Exchange brings economies alive. What’s the use of diversity if we can’t move it around? Economies exist precisely to provide an efficient system through which knowledge can flow. What bees do for flowers, economies do for us. They cross-pollinate our creative abilities, so that something new is always cropping up.

All this cross-pollinating makes economic exchange synergetic. Through exchange, diversity increases diversity. Knowledge, skill, and creativity feed each other to yield possibilities greater than what individuals alone could produce. By exchanging ideas as well as goods and services, economies jump to new levels of prosperity.

By contrast, hoarding, the opposite of exchange, chokes economies. Hoarding works on the fort-premise: acquiring as much as possible provides an illusion of security apart from the system. Even though the system might collapse, at least our private fort will stand.

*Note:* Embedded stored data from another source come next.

//! Settings discovery and YAML parsing.

use std::io::ErrorKind;
use std::path::{Path, PathBuf};
use std::{ffi::OsStr, fs::read_to_string};

use color_eyre::{
    SectionExt,
    eyre::{Context, Result},
};
use directories::ProjectDirs;
use serde::{Deserialize, Serialize};
use tap::Tap;

/// Name of the project-level settings file.
pub const PROJECT_FILE: &str = ".demolint.yaml";

/// Effective settings for validation.
#[derive(Debug, Clone, PartialEq, Serialize)]
pub struct Settings {
    /// Glob matched against file names when validating a directory.
    pub pattern: String,

    /// Whether to descend into subdirectories when validating a directory.
    pub recursive: bool,

    /// `WAIT` actions longer than this many seconds produce a warning.
    pub max_wait_seconds: f64,
}

impl Default for Settings {
    fn default() -> Self {
        Self {
            pattern: String::from("*.txt"),
            recursive: false,
            max_wait_seconds: 30.0,
        }
    }
}

/// A settings file; every field is optional and overrides what came before.
#[derive(Debug, Clone, Default, PartialEq, Deserialize)]
#[serde(deny_unknown_fields)]
pub struct SettingsFile {
    pub pattern: Option<String>,
    pub recursive: Option<bool>,
    pub max_wait_seconds: Option<f64>,
}

impl Settings {
    /// Apply the fields set in a settings file on top of these settings.
    pub fn merge(mut self, file: SettingsFile) -> Self {
        if let Some(pattern) = file.pattern {
            self.pattern = pattern;
        }
        if let Some(recursive) = file.recursive {
            self.recursive = recursive;
        }
        if let Some(max_wait_seconds) = file.max_wait_seconds {
            self.max_wait_seconds = max_wait_seconds;
        }
        self
    }
}

/// Get the project directories for the application.
#[tracing::instrument]
pub fn project_dirs() -> Option<ProjectDirs> {
    ProjectDirs::from("com", "demolint", "demolint")
}

/// The user-level settings file, if the platform has a config directory.
pub fn user_file() -> Option<PathBuf> {
    project_dirs().map(|dirs| dirs.config_dir().join("settings.yaml"))
}

/// Load settings from all sources.
///
/// Loading order (later files override earlier ones, field by field):
/// 1. Built-in defaults
/// 2. User-level settings from `ProjectDirs::config_dir()/settings.yaml`
/// 3. `.demolint.yaml` in the working directory
#[tracing::instrument]
pub fn load() -> Result<Settings> {
    let mut settings = Settings::default();

    if let Some(user_config) = user_file() {
        let file = load_from(&user_config)
            .with_context(|| format!("load settings from user config: {user_config:?}"))?;
        settings = settings.merge(file);
    }

    let project_config = Path::new(PROJECT_FILE);
    let file = load_from(project_config)
        .with_context(|| format!("load settings from project root: {project_config:?}"))?;
    Ok(settings.merge(file))
}

/// Load a single settings file. A missing file yields an empty override.
#[tracing::instrument]
pub fn load_from(path: &Path) -> Result<SettingsFile> {
    let extension = path.extension().and_then(OsStr::to_str);
    if !matches!(extension, Some("yaml" | "yml")) {
        tracing::debug!("skipping non-yaml file");
        return Ok(SettingsFile::default());
    }

    let content = match read_to_string(path) {
        Ok(content) => content,
        Err(e) if e.kind() == ErrorKind::NotFound => return Ok(SettingsFile::default()),
        Err(e) => return Err(e).context(format!("read settings file: {path:?}")),
    };

    // An empty file is a valid "no overrides" file.
    if content.trim().is_empty() {
        return Ok(SettingsFile::default());
    }

    serde_yaml::from_str::<SettingsFile>(&content)
        .with_context(|| format!("parse settings file: {path:?}"))
        .with_context(|| content.header("File content:"))
        .tap(|file| tracing::debug!(?file, "parsed settings file"))
}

But the fort-strategy works against economies. The more we hoard, the less exchange occurs and the weaker the entire system becomes. Nor does the strategy achieve the security imagined. If the system fails, the fort hasn’t much future either.

Healthy economies establish security as a function of the whole system. If the system is diverse and exchange ongoing, then the economy is both flexible enough to weather storms and rich enough to provide opportunities for everyone. Security lies in the integral system of exchange, not in fragmenting the system with forts.

d) Mutual benefit. Why should we enter into economic exchange? Because it benefits us to do so. But the benefit isn’t one-sided. Exchange depends on mutual benefit, a concept that Adam Smith adapted from Plato. Either both sides gain, or there’s no exchange. No one freely enters into a relation in which all the benefit goes to the other party.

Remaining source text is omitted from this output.